Come ridare vita alla democrazia? Come coinvolgere in modo attivo e propositivo i cittadini nell’amministrazione pubblica ai vari livelli (da quello locale a quello nazionale)? Come favorire un vero dialogo tra chi governa e i cittadini perché le decisioni da prendere non siano il frutto di un confronto fra sordi? Molte volte si evoca la partecipazione come risposta a queste domande. Rodolfo Lewanski, professore di Democrazia partecipativa a Bologna, ha affrontato questo tema nel contributo che ha presentato al seminario di Padova, di cui presentiamo un estratto.
«Nel corso dell’ultimo mezzo secolo è andata emergendo, sia nella teoria politica sia nella prassi istituzionale e sociale, una modalità diversa e innovativa di coinvolgere in maniera rilevante e fisiologica (piuttosto che episodica) i cittadini nella cosa pubblica: la partecipazione deliberativa.
Essa è il frutto della confluenza di una pluralità di riflessioni, pratiche e culture politiche diverse, in particolare quelle più propriamente di democrazia deliberativa del mondo anglosassone e del Nord Europa, e di «democrazia partecipativa» dell’America Latina; oggi la partecipazione deliberativa sta proliferando ed evolvendo rapidamente in molti paesi del mondo.
L’idea della “deliberazione” non è affatto nuova, e anzi è connaturata all’idea stessa di democrazia, sia diretta (l’agorà dell’antica polis greca) che rappresentativa (i parlamenti – dal francese parlement – sono assemblee che dovrebbero essere deputate per antonomasia alla deliberazione).
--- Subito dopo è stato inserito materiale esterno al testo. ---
//! # Virtual Memory Support
//!
//! 32-bit x86 two-level paging for the kernel's address spaces.
//!
//! ## What you get
//! - An [`address space`](address_space) rooted at a page directory, with
//!   lookup, on-demand table creation, region mapping and teardown.
//! - The hardware entry layout ([`PageEntryBits`]) and typed tables
//!   ([`PageDirectory`], [`PageTable`]).
//! - Caller-facing leaf [`Permissions`].
//! - A tiny allocator/mapper interface ([`FrameAlloc`], [`PhysMapper`]).
//! - [`fatal`] and its [`Violation`]s for invariant breaches.
//!
//! ## x86 Virtual Address → Physical Address Walk
//!
//! Each 32-bit virtual address is divided into three fields:
//!
//! ```text
//! | 31‒22 | 21‒12 | 11‒0   |
//! |  PD   |  PT   | Offset |
//! ```
//!
//! ```text
//!  CR3 → PD  →  PT  →  Physical Frame
//!        │      │
//!        │      └───► PTE (Page Table Entry)     → maps 4 KiB frame
//!        └──────────► PDE (Page Directory Entry) → points to one PT (4 MiB of VA)
//! ```
//!
//! Each table holds 1024 (2¹⁰) entries of 4 bytes and fills exactly one frame.
//!
//! ### Permissions
//!
//! The CPU grants the intersection of the PDE and PTE rights. Directory entries
//! are therefore installed with present, writable and user set, and every
//! restriction is expressed on the leaf.

#![cfg_attr(not(any(test, doctest)), no_std)]
#![allow(unsafe_code)]

#[cfg(any(test, feature = "testing"))]
extern crate alloc;

pub mod address_space;
mod fatal;
mod page_entry_bits;
mod page_table;
#[cfg(any(test, feature = "testing"))]
pub mod testing;

pub use crate::address_space::{AddressSpace, MapRegionError, OutOfMemory};
pub use crate::fatal::{Violation, fatal};
pub use crate::page_entry_bits::PageEntryBits;
pub use crate::page_table::pd::{PageDirectory, PdEntry, PdIndex};
pub use crate::page_table::pt::{PageTable, PtEntry, PtIndex};
pub use crate::page_table::{ENTRIES, split_indices};
use kernel_memory_addresses::{PhysicalAddress, PhysicalPage, Size4K};

bitflags::bitflags! {
    /// Access rights of a leaf mapping, in their hardware bit positions.
    ///
    /// Present is implied by installing a mapping and is not part of the set.
    #[derive(Debug, Copy, Clone, Eq, PartialEq, Hash)]
    pub struct Permissions: u32 {
        /// Writes are allowed.
        const WRITABLE = 1 << 1;
        /// User mode (CPL 3) may access the page.
        const USER = 1 << 2;
    }
}

/// Minimal frame allocator used to obtain **physical** 4 KiB frames
/// for page tables.
///
/// Returns `None` on out-of-memory.
pub trait FrameAlloc {
    /// Allocate one 4 KiB *physical* frame.
    fn alloc_4k(&mut self) -> Option<PhysicalPage<Size4K>>;

    /// Give a frame obtained from [`alloc_4k`](Self::alloc_4k) back.
    fn free_4k(&mut self, frame: PhysicalPage<Size4K>);
}

/// Converts physical addresses to usable references in the current
/// virtual address space (e.g., via identity map or the kernel's direct map).
///
/// # Safety
/// - You must ensure `pa` is mapped as writable in the current page tables
///   for `&mut T`.
/// - Lifetime `'a` is purely borrow-checked; the mapping must remain valid
///   for `'a`.
/// - Type `T` must match the bytes at `pa` (no aliasing UB).
pub trait PhysMapper {
    /// Convert a *physical* address to a usable mutable reference.
    ///
    /// # Safety
    /// See the trait documentation.
    unsafe fn phys_to_mut<'a, T>(&self, pa: PhysicalAddress) -> &'a mut T;
}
La deliberazione è il “governo mediante la discussione” (Habermas).
Nell’accezione originaria (che la lingua inglese conserva a differenza dell’italiano) deliberare significa sì assumere una decisione nel merito di una questione, ma solo dopo averla discussa ed esaminata a fondo, “soppesando” attentamente i pro e i contra dei diversi possibili corsi d’azione, compresi i vincoli, le opportunità, i valori e gli interessi in competizione, gli eventuali scambi e sacrifici in gioco. La deliberazione è un processo di analisi delle questioni, di ponderazione delle opzioni e di assunzione di decisioni nel merito.
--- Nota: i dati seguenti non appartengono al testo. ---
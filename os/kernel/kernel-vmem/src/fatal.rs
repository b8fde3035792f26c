//! # Unrecoverable Invariant Violations
//!
//! Running out of frames is an ordinary error and travels through `Result`.
//! Everything in here is different: continuing after any of these would
//! corrupt the free pool or a live translation table, so the only way out is
//! [`fatal`], which never returns.

use kernel_memory_addresses::{PhysicalAddress, VirtualAddress};
use thiserror::Error;

/// A broken memory-management invariant.
#[derive(Debug, Error, Copy, Clone, Eq, PartialEq)]
pub enum Violation {
    #[error("free of misaligned address {0}")]
    MisalignedFree(PhysicalAddress),

    #[error("free of {addr} below the end of the kernel image at {floor}")]
    FreeBelowFloor {
        addr: PhysicalAddress,
        floor: PhysicalAddress,
    },

    #[error("free of {addr} at or above the top of physical memory {top}")]
    FreeAbovePhysTop {
        addr: PhysicalAddress,
        top: PhysicalAddress,
    },

    #[error("double free of {0}")]
    DoubleFree(PhysicalAddress),

    /// The frame lies more than `capacity` frames above the floor.
    #[error("free of {addr} beyond the {capacity} frames the pool can track")]
    BeyondCapacity {
        addr: PhysicalAddress,
        capacity: usize,
    },

    #[error("free pool is empty after initialization")]
    PoolEmpty,

    #[error("free pool holds out-of-range frame {0}")]
    PoolCorrupted(PhysicalAddress),

    #[error("allocator initialization out of order: {0}")]
    PhaseOrder(&'static str),

    #[error("remap of {va}, already mapped to {existing}")]
    Remap {
        va: VirtualAddress,
        existing: PhysicalAddress,
    },

    #[error("{0} is outside the kernel's direct map")]
    NotDirectMapped(PhysicalAddress),

    #[error("direct map of {phys_top} bytes at {kernbase} runs into device space at {devspace}")]
    LayoutCollision {
        kernbase: VirtualAddress,
        phys_top: PhysicalAddress,
        devspace: VirtualAddress,
    },
}

/// Report `violation` and halt.
///
/// Logs at error level, then panics; the kernel's panic handler stops the CPU.
#[cold]
#[inline(never)]
#[track_caller]
pub fn fatal(violation: Violation) -> ! {
    log::error!("fatal: {violation}");
    panic!("{violation}")
}

#[cfg(test)]
mod tests {
    use super::*;

    #[test]
    #[should_panic(expected = "misaligned address 0x00001234")]
    fn fatal_panics_with_message() {
        fatal(Violation::MisalignedFree(PhysicalAddress::new(0x1234)));
    }

    #[test]
    fn messages_name_the_addresses() {
        let v = Violation::Remap {
            va: VirtualAddress::new(0xF000_0000),
            existing: PhysicalAddress::new(0),
        };
        assert_eq!(
            v.to_string(),
            "remap of 0xF0000000, already mapped to 0x00000000"
        );
    }

    #[test]
    fn double_free_names_the_frame() {
        let v = Violation::DoubleFree(PhysicalAddress::new(0x0020_3000));
        assert_eq!(v.to_string(), "double free of 0x00203000");
    }
}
L’“innesto” della deliberazione sulla partecipazione appare dunque uno sviluppo naturale, per così dire. La partecipazione deliberativa consiste in un processo sociale inclusivo che mette al centro il dialogo e la comunicazione fondato sullo scambio autentico e reciproco di argomenti e ragioni, in condizioni procedurali eque fra partecipanti liberi e uguali, in un clima di rispetto e di ascolto attento dei diversi punti di vista; mira a una progressiva comprensione delle ragioni altrui, rivolto a produrre un’attenta riflessione con l’obbiettivo di pervenire a una decisione su una questione collettiva significativa in base alla «forza non-coercitiva dell’argomento migliore».
L’enfasi che la partecipazione deliberativa pone sullo scambio di argomenti, si noti, attenua l’influenza degli interessi sulle decisioni pubbliche a vantaggio degli aspetti collettivi: le ragioni addotte dai partecipanti a giustificazione delle proprie posizioni debbono essere socialmente accettabili».
Temo di poter essere d’accordo in astratto o in prospettiva “antropologicamente” lunga, cioè quando tutti saranno in grado di ragionare e decidere su tutto per un bene comune il cui concetto sia universalmente condiviso. Ma nell’attuale contesto storico-culturale che riguarda noi italiani e non solo, credo che dobbiamo stare molto attenti al “fascino pericoloso” di questa tendenza. Se ci troviamo di fronte ad una classe dirigente (comunque espressione plastica dell’intera nostra società) che noi critichiamo come “non educata e votata” al bene comune, come possiamo pensare che lo sia una massa molto più grande, che poi è la stessa che ha legittimato e continua a legittimare la classe dirigente di cui sopra?
O dobbiamo pensare che la comunque ristretta “elite” che oggi ha gli strumenti intellettuali adatti per attuare la “partecipazione deliberativa” sia più virtuosa di quella “eletta”? Sulla base di quale assunto?
Credo che la mediazione della rappresentanza “eletta” rimanga oggi ineludibile; il problema vero è far si che la coscienza delle persone accolga e condivida un’etica politica virtuosa ed elegga rappresentanti coerenti alla stessa.
In tal senso penso che andrebbe affrontato con determinazione il tema del ruolo e della forma dei partiti nella nostra epoca.